Records from a dataset:

^^^^^^^^

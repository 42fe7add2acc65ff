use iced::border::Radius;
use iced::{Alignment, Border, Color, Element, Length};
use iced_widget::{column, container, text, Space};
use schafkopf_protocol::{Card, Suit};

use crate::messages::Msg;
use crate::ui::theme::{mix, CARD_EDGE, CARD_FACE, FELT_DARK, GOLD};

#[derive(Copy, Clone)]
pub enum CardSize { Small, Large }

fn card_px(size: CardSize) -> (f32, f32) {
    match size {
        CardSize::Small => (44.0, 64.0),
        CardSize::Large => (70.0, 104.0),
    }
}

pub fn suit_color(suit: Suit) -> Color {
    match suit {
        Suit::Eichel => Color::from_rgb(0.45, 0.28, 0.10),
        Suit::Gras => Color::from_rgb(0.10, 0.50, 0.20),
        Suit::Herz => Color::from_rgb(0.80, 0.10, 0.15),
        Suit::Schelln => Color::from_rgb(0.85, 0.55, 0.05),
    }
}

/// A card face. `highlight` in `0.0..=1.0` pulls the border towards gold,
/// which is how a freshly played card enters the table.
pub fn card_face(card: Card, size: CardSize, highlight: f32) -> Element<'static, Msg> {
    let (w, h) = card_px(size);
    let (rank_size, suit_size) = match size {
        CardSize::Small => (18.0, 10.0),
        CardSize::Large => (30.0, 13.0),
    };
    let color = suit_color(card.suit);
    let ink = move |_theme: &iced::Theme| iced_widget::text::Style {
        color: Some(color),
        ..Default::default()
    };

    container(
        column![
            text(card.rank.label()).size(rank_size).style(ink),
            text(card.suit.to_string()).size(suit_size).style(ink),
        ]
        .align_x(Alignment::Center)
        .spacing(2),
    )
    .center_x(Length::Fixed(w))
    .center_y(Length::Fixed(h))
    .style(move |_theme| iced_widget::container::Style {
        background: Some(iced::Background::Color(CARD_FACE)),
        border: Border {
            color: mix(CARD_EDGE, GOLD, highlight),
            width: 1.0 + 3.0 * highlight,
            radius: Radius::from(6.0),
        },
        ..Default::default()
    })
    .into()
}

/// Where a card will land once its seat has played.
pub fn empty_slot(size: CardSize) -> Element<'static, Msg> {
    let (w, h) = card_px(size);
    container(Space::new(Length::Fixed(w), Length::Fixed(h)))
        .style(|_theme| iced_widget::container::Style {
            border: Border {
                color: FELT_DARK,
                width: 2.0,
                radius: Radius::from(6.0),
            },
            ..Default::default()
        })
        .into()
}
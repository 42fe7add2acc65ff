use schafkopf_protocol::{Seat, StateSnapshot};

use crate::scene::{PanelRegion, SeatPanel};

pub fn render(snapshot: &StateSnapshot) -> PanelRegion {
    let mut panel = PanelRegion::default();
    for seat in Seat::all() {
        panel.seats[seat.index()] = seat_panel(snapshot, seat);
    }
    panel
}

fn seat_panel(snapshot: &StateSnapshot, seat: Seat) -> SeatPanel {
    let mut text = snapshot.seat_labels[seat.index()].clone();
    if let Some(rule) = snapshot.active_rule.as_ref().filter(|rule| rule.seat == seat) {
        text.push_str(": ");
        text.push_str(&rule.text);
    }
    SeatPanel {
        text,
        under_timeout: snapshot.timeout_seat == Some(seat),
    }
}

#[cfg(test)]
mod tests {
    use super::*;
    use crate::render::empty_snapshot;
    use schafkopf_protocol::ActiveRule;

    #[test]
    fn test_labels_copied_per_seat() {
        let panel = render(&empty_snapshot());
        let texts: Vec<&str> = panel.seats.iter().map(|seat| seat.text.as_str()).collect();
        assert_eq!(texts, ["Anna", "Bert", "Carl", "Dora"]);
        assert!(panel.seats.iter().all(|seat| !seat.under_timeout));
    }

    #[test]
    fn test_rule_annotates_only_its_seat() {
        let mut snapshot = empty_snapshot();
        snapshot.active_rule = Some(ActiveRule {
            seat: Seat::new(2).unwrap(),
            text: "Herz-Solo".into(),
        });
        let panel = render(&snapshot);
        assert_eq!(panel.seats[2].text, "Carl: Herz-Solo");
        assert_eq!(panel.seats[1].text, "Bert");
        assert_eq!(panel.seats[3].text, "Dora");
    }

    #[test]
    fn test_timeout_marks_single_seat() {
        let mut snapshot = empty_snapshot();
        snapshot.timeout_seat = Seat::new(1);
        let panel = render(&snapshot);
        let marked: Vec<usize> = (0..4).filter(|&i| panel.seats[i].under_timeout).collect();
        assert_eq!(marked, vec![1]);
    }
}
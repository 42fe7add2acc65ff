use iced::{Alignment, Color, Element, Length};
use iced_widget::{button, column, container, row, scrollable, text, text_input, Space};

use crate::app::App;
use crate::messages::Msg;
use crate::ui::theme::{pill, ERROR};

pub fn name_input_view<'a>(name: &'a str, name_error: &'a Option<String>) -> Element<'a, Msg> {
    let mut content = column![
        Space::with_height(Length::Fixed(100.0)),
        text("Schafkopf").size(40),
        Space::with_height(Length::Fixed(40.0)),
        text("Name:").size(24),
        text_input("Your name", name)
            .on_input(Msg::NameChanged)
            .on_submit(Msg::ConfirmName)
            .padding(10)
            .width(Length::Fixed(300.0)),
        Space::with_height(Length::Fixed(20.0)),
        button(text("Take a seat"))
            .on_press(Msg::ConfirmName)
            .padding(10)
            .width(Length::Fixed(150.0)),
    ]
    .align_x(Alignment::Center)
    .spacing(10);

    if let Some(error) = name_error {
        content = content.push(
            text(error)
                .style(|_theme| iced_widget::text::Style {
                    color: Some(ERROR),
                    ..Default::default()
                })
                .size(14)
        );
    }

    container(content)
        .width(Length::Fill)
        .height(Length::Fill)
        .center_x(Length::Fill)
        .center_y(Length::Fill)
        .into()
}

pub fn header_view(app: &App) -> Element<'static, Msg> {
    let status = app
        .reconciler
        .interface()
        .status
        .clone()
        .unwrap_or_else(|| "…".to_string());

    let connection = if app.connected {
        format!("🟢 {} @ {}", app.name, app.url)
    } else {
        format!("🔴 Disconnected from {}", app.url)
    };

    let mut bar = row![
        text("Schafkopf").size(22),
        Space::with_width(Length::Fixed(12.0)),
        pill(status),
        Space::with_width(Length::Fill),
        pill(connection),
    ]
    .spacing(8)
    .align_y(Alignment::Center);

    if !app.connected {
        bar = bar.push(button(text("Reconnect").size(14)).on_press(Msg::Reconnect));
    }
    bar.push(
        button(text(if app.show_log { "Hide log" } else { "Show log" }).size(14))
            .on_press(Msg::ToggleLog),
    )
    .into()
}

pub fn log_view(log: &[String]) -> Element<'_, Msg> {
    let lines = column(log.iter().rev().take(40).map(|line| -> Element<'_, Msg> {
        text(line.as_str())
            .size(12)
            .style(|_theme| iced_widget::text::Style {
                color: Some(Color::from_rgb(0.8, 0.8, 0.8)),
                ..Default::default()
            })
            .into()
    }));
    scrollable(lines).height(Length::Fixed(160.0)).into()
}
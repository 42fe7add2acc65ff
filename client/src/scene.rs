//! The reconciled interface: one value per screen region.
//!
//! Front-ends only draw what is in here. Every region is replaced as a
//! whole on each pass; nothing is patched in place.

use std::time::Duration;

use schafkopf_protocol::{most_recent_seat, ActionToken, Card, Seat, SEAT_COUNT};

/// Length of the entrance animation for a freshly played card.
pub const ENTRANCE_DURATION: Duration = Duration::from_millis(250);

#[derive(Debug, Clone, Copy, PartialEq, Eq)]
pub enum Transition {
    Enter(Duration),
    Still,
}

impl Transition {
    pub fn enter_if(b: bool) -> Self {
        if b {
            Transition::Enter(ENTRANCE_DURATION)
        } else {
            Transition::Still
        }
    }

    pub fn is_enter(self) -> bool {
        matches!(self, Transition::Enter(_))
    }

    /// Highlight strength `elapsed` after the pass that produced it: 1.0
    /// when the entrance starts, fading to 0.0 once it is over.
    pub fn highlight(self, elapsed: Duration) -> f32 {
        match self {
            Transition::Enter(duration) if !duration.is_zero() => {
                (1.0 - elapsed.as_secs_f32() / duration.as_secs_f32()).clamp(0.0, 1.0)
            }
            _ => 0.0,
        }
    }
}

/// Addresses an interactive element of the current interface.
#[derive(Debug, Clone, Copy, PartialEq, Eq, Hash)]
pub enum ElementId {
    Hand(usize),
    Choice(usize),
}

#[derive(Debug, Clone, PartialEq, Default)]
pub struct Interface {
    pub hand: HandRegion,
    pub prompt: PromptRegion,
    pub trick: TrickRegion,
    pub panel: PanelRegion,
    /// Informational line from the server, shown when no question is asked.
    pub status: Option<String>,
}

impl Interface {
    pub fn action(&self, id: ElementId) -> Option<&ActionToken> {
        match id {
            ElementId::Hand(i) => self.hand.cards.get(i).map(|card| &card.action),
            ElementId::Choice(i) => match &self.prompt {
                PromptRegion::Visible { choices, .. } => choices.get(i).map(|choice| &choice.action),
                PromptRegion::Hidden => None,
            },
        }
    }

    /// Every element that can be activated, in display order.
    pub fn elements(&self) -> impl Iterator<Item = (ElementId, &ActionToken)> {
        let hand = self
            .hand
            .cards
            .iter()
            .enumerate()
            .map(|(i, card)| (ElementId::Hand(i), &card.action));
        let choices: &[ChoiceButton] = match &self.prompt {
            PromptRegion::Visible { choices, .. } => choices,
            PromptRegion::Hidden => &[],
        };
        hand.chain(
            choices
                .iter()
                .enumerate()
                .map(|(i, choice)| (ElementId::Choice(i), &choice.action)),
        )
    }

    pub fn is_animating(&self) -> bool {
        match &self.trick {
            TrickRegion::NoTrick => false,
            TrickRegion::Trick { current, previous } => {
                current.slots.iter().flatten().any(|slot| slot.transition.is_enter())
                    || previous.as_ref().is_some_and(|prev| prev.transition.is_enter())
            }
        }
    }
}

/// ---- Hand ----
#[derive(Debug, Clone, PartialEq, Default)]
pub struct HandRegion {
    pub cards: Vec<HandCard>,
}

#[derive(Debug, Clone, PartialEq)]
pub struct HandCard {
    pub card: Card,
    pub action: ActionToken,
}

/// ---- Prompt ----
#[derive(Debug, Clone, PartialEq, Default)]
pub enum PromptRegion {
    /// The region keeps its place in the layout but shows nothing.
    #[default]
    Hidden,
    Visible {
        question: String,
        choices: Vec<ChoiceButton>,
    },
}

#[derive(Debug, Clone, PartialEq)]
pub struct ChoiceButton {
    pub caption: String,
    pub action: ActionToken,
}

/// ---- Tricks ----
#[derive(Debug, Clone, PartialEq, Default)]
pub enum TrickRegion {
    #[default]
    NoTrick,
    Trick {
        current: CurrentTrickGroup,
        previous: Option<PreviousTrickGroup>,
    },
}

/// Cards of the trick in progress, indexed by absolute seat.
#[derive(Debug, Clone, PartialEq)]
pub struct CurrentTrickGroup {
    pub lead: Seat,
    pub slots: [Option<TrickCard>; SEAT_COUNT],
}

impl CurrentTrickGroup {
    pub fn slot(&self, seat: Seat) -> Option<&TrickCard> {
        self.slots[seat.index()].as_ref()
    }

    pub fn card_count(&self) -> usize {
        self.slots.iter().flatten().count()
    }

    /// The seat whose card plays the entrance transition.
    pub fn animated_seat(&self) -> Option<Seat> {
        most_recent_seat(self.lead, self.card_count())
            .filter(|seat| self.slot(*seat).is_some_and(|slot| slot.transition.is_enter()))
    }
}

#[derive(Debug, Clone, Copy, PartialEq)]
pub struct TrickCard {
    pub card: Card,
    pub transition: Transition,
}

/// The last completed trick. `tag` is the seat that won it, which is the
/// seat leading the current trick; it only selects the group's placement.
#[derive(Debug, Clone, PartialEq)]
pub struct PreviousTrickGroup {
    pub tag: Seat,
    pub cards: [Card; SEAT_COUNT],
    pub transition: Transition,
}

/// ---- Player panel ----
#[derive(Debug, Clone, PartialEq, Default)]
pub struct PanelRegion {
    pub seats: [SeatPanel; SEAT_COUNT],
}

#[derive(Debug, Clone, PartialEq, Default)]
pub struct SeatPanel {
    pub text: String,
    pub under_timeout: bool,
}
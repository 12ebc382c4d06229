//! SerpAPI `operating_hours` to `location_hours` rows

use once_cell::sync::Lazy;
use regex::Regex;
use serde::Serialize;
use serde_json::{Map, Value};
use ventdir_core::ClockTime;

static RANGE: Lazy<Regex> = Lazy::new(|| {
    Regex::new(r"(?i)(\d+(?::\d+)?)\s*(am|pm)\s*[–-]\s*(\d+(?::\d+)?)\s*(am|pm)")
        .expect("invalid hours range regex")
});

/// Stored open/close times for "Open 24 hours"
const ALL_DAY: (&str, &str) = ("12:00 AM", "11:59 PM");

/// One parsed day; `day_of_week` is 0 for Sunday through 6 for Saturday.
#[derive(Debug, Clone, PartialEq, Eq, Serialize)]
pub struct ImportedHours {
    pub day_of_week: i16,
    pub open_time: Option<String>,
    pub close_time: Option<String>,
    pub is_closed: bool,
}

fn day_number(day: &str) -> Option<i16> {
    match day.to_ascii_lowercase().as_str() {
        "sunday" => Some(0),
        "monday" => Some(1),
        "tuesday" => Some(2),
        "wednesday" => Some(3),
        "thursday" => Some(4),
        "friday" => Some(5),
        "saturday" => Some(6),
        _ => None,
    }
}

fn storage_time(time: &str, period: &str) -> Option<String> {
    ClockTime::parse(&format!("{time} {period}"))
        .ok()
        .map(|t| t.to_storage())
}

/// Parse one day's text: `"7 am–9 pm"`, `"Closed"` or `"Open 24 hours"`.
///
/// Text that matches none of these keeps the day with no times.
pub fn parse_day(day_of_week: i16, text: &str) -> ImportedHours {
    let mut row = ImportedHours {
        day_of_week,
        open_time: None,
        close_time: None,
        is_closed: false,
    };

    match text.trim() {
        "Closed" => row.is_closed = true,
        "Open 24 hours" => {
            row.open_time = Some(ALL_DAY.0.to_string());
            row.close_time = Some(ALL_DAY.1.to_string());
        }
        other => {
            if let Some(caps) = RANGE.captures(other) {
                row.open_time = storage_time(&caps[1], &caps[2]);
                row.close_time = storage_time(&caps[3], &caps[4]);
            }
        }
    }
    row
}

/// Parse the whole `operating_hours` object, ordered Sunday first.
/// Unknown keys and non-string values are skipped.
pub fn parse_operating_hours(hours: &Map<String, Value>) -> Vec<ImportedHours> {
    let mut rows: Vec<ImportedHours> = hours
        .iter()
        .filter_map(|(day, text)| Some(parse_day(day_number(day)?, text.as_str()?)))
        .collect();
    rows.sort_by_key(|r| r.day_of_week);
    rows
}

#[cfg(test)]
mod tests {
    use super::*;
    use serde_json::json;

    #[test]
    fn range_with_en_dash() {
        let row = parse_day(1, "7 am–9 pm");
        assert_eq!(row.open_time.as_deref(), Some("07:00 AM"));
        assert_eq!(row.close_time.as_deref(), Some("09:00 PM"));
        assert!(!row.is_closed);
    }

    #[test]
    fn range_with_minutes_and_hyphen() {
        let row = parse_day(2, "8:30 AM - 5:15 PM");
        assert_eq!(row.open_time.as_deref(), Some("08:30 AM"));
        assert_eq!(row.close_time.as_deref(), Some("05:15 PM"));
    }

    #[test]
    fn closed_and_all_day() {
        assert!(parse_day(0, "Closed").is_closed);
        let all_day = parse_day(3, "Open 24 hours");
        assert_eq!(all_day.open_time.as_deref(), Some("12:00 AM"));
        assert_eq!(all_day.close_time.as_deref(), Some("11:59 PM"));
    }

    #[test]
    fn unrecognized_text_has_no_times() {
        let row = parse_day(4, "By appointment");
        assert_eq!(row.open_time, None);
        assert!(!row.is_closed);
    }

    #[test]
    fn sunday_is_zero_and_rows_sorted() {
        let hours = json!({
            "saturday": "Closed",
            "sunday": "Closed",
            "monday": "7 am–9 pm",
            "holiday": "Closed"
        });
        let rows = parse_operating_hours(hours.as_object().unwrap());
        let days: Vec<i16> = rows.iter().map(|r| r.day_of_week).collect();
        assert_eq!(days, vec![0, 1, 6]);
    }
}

^^^^^^^^

» **Directions for this task**: What is needed is a word-for-word copy of the records above, from the first line through the line that contains "pub enum CardSize".

» **Output of the task**:
repository 42fe7add2acc65ff
use iced::border::Radius;
use iced::{Alignment, Border, Color, Element, Length};
use iced_widget::{column, container, text, Space};
use schafkopf_protocol::{Card, Suit};

use crate::messages::Msg;
use crate::ui::theme::{mix, CARD_EDGE, CARD_FACE, FELT_DARK, GOLD};

#[derive(Copy, Clone)]
pub enum CardSize { Small, Large }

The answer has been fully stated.